(Collected data)
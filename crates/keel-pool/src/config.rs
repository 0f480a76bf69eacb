//! Pool configuration.

use std::time::Duration;

use crate::error::PoolError;

/// Configuration for a worker pool.
#[derive(Debug, Clone)]
pub struct PoolConfig {
    /// Number of base workers. Base workers live for the lifetime of the
    /// pool and keep their connections warm between checkouts.
    pub size: usize,

    /// Number of additional overflow workers that may exist while demand
    /// exceeds `size`. Overflow workers are created on demand and destroyed
    /// at checkin.
    pub max_overflow: usize,

    /// When true, base workers open their connections on first checkout
    /// instead of at [`Pool::start`](crate::Pool::start).
    pub lazy: bool,

    /// Grace period for closing connections during
    /// [`Pool::stop`](crate::Pool::stop).
    pub shutdown_grace: Duration,
}

impl Default for PoolConfig {
    fn default() -> Self {
        Self {
            size: 4,
            max_overflow: 0,
            lazy: false,
            shutdown_grace: Duration::from_secs(5),
        }
    }
}

impl PoolConfig {
    /// Create a configuration with default values.
    #[must_use]
    pub fn new() -> Self {
        Self::default()
    }

    /// Set the number of base workers.
    #[must_use]
    pub fn size(mut self, size: usize) -> Self {
        self.size = size;
        self
    }

    /// Set the overflow allowance.
    #[must_use]
    pub fn max_overflow(mut self, max_overflow: usize) -> Self {
        self.max_overflow = max_overflow;
        self
    }

    /// Defer connection opening to first checkout.
    #[must_use]
    pub fn lazy(mut self, lazy: bool) -> Self {
        self.lazy = lazy;
        self
    }

    /// Set the shutdown grace period.
    #[must_use]
    pub fn shutdown_grace(mut self, grace: Duration) -> Self {
        self.shutdown_grace = grace;
        self
    }

    /// Check the configuration for obvious mistakes.
    pub fn validate(&self) -> Result<(), PoolError> {
        if self.size == 0 {
            return Err(PoolError::Config(
                "pool size must be at least 1".to_string(),
            ));
        }
        Ok(())
    }
}

#[cfg(test)]
mod tests {
    use super::*;

    #[test]
    fn builder_fluent() {
        let config = PoolConfig::new().size(8).max_overflow(2).lazy(true);

        assert_eq!(config.size, 8);
        assert_eq!(config.max_overflow, 2);
        assert!(config.lazy);
        assert!(config.validate().is_ok());
    }

    #[test]
    fn zero_size_rejected() {
        let config = PoolConfig::new().size(0);
        assert!(config.validate().is_err());
    }
}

• _What to produce_
Your job here is to copy the entries above exactly.

• _Answer space_
filename crates/keel-pool/src/config.rs
repository 0f480a76bf69eacb
//! Pool configuration.

use std::time::Duration;

use crate::error::PoolError;

/// Configuration for a worker pool.
#[derive(Debug, Clone)]
pub struct PoolConfig {
    /// Number of base workers. Base workers live for the lifetime of the
    /// pool and keep their connections warm between checkouts.
    pub size: usize,

    /// Number of additional overflow workers that may exist while demand
    /// exceeds `size`. Overflow workers are created on demand and destroyed
    /// at checkin.
    pub max_overflow: usize,

    /// When true, base workers open their connections on first checkout
    /// instead of at [`Pool::start`](crate::Pool::start).
    pub lazy: bool,

    /// Grace period for closing connections during
    /// [`Pool::stop`](crate::Pool::stop).
    pub shutdown_grace: Duration,
}

impl Default for PoolConfig {
    fn default() -> Self {
        Self {
            size: 4,
            max_overflow: 0,
            lazy: false,
            shutdown_grace: Duration::from_secs(5),
        }
    }
}

impl PoolConfig {
    /// Create a configuration with default values.
    #[must_use]
    pub fn new() -> Self {
        Self::default()
    }

    /// Set the number of base workers.
    #[must_use]
    pub fn size(mut self, size: usize) -> Self {
        self.size = size;
        self
    }

    /// Set the overflow allowance.
    #[must_use]
    pub fn max_overflow(mut self, max_overflow: usize) -> Self {
        self.max_overflow = max_overflow;
        self
    }

    /// Defer connection opening to first checkout.
    #[must_use]
    pub fn lazy(mut self, lazy: bool) -> Self {
        self.lazy = lazy;
        self
    }

    /// Set the shutdown grace period.
    #[must_use]
    pub fn shutdown_grace(mut self, grace: Duration) -> Self {
        self.shutdown_grace = grace;
        self
    }

    /// Check the configuration for obvious mistakes.
    pub fn validate(&self) -> Result<(), PoolError> {
        if self.size == 0 {
            return Err(PoolError::Config(
                "pool size must be at least 1".to_string(),
            ));
        }
        Ok(())
    }
}

#[cfg(test)]
mod tests {
    use super::*;

    #[test]
    fn builder_fluent() {
        let config = PoolConfig::new().size(8).max_overflow(2).lazy(true);

        assert_eq!(config.size, 8);
        assert_eq!(config.max_overflow, 2);
        assert!(config.lazy);
        assert!(config.validate().is_ok());
    }

    #[test]
    fn zero_size_rejected() {
        let config = PoolConfig::new().size(0);
        assert!(config.validate().is_err());
    }
}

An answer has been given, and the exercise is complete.